Rispetto agli episodi di violenza contro le minoranze religiose degli alawiti e dei drusi, che atmosfera si respira?
“Tra la gente convive costantemente un doppio sentimento, da un lato la speranza che segue la caduta di un regime oppressivo. D’altro canto c’è la paura, soprattutto nelle minoranze, di come si concluderà questo processo di transizione”.
Al Sharaa gode ancora di largo consenso tra la popolazione?
“L’8 dicembre, ad Aleppo e in tutta la Siria, ci sono stati i festeggiamenti per il ‘Giorno della Liberazione’. È una festa che forse coinvolge in maniera più sentita una parte del popolo, che è la maggioranza del Paese. Non che non sia condiviso un certo sentimento di festa anche dalle minoranze, ma sicuramente diverso. In ogni modo gran parte dei siriani apprezza Al Sharaa in questo momento”.
Che opinione hanno i siriani dell’Europa e dell’Occidente?
“La stragrande maggioranza delle persone è impegnata a sopravvivere. L’Europa e l’Occidente sono visti ancora oggi come mete da sogno. Molti siriani hanno almeno un parente in qualche Paese d’Europa. Tanti, scappati dal Paese 10 anni fa, e che hanno ormai la cittadinanza in altre nazioni, sono tornati a visitare le famiglie. Nonostante ciò, non c’è la prospettiva di rimpatriare da parte di chi ormai vive da anni in Europa”.
Quali sono le principali attività di cui si occupa la Caritas?

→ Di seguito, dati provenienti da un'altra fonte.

// src/web/handlers/submission_handlers.rs
use crate::core::Notifier;
use crate::forms::{NewsletterForm, WholesaleInquiryForm};
use crate::web::types::*;

use chrono::Utc;
use rocket::serde::json::Json;
use tracing::{info, warn};

const WHOLESALE_MISSING: &str = "กรุณากรอกข้อมูลให้ครบถ้วน";
const WHOLESALE_ACCEPTED: &str = "ส่งข้อมูลสำเร็จ! ทีมงานจะติดต่อกลับภายใน 24 ชั่วโมง";
const NEWSLETTER_MISSING: &str = "กรุณากรอกอีเมล";
const NEWSLETTER_ACCEPTED: &str = "สมัครรับข่าวสารสำเร็จ! กรุณาตรวจสอบอีเมลของคุณ";

pub async fn wholesale_inquiry_handler(
    form: &WholesaleInquiryForm,
    notifier: &Notifier,
) -> ApiResult<SubmissionResponse> {
    let inquiry = form.validate(Utc::now()).map_err(|e| {
        warn!("Rejected wholesale inquiry: {}", e);
        StandardErrorResponse::validation(&e, WHOLESALE_MISSING)
    })?;

    info!(
        "Wholesale inquiry {} from {} ({})",
        inquiry.id, inquiry.fullname, inquiry.business_type
    );

    let delivery = notifier.wholesale_inquiry(&inquiry).await;
    if !delivery.admin {
        warn!("Admin was not notified about wholesale inquiry {}", inquiry.id);
    }

    Ok(Json(SubmissionResponse::new(
        WHOLESALE_ACCEPTED,
        SubmissionId::Inquiry(inquiry.id),
    )))
}

pub async fn newsletter_subscribe_handler(
    form: &NewsletterForm,
    notifier: &Notifier,
) -> ApiResult<SubmissionResponse> {
    let subscriber = form.validate(Utc::now()).map_err(|e| {
        warn!("Rejected newsletter subscription: {}", e);
        StandardErrorResponse::validation(&e, NEWSLETTER_MISSING)
    })?;

    info!("Newsletter subscriber {} ({})", subscriber.id, subscriber.email);
    notifier.newsletter_welcome(&subscriber).await;

    Ok(Json(SubmissionResponse::new(
        NEWSLETTER_ACCEPTED,
        SubmissionId::Subscriber(subscriber.id),
    )))
}
// src/preview_cli.rs
use crate::pdf;
use crate::types::ApplicationRecord;
use crate::utils::{submission_id, today_in_thailand};
use anyhow::{Context, Result};
use chrono::{NaiveDate, Utc};
use clap::Parser;
use std::path::PathBuf;
use tracing::info;

#[derive(Parser, Debug)]
#[command(name = "render-application")]
#[command(about = "Render a job application record (JSON) into the i-Clean PDF form")]
pub struct RenderCli {
    /// Application record as JSON
    pub record: PathBuf,

    /// Output file, defaults to the attachment file name in the current directory
    #[arg(short, long)]
    pub output: Option<PathBuf>,

    /// Date printed on the form (YYYY-MM-DD), defaults to today in Thailand
    #[arg(long)]
    pub date: Option<NaiveDate>,
}

pub async fn handle_render_command(cli: RenderCli) -> Result<PathBuf> {
    let raw = tokio::fs::read_to_string(&cli.record)
        .await
        .with_context(|| format!("Failed to read {}", cli.record.display()))?;
    let mut record: ApplicationRecord = serde_json::from_str(&raw)
        .with_context(|| format!("Invalid application record in {}", cli.record.display()))?;

    if record.id.trim().is_empty() {
        record.id = submission_id("APP", Utc::now());
    }

    let issued_on = cli.date.unwrap_or_else(today_in_thailand);
    let bytes = pdf::render_on(&record, issued_on)
        .await
        .with_context(|| format!("Failed to render application {}", record.id))?;

    let output = cli
        .output
        .unwrap_or_else(|| PathBuf::from(record.pdf_filename()));
    tokio::fs::write(&output, &bytes)
        .await
        .with_context(|| format!("Failed to write {}", output.display()))?;

    info!(
        "Rendered application {} ({} bytes) to {}",
        record.id,
        bytes.len(),
        output.display()
    );
    Ok(output)
}

#[cfg(test)]
mod tests {
    use super::*;

    fn scratch(name: &str) -> PathBuf {
        std::env::temp_dir().join(format!("{}-{}", uuid::Uuid::new_v4().simple(), name))
    }

    #[test]
    fn test_parses_arguments() {
        let cli = RenderCli::try_parse_from([
            "render-application",
            "record.json",
            "-o",
            "out.pdf",
            "--date",
            "2026-10-19",
        ])
        .unwrap();
        assert_eq!(cli.record, PathBuf::from("record.json"));
        assert_eq!(cli.output, Some(PathBuf::from("out.pdf")));
        assert_eq!(cli.date, NaiveDate::from_ymd_opt(2026, 10, 19));

        assert!(RenderCli::try_parse_from(["render-application", "r.json", "--date", "19/10/2026"]).is_err());
    }

    #[tokio::test]
    async fn test_renders_record_file() {
        let input = scratch("record.json");
        let output = scratch("out.pdf");
        tokio::fs::write(
            &input,
            r#"{
                "id": "",
                "position": "Barista",
                "personal_info": {
                    "fullname_th": "Somchai",
                    "gender": "male",
                    "birthdate": "1995-04-12",
                    "age": "31",
                    "id_card": "1103700012345",
                    "phone": "0812345678",
                    "line_id": "somchai.k",
                    "email": "somchai@example.com"
                }
            }"#,
        )
        .await
        .unwrap();

        let written = handle_render_command(RenderCli {
            record: input.clone(),
            output: Some(output.clone()),
            date: NaiveDate::from_ymd_opt(2026, 10, 19),
        })
        .await
        .unwrap();

        assert_eq!(written, output);
        let bytes = tokio::fs::read(&output).await.unwrap();
        assert!(bytes.starts_with(b"%PDF"));

        let _ = tokio::fs::remove_file(&input).await;
        let _ = tokio::fs::remove_file(&output).await;
    }

    #[tokio::test]
    async fn test_rejects_malformed_record() {
        let input = scratch("broken.json");
        tokio::fs::write(&input, "{ not json").await.unwrap();

        let result = handle_render_command(RenderCli {
            record: input.clone(),
            output: None,
            date: None,
        })
        .await;
        assert!(result.is_err());

        let _ = tokio::fs::remove_file(&input).await;
    }
}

“Noi di Caritas Italiana, in collaborazione con Caritas Siria lavoriamo molto in ambito sanitario. Mancano non solo le strutture, ma le persone non possono permettersi le cure. Oltre a questo, Caritas incentiva, sia attraverso la formazione professionale che con il microcredito, la possibilità di avviare piccole o medie imprese, attività che possono generare un reddito per le famiglie. Ci occupiamo anche della gestione del conflitto e della riconciliazione, attraverso uno spazio per i giovani a Damasco, con il fine di costruire relazioni incentrate sul tema della pace”.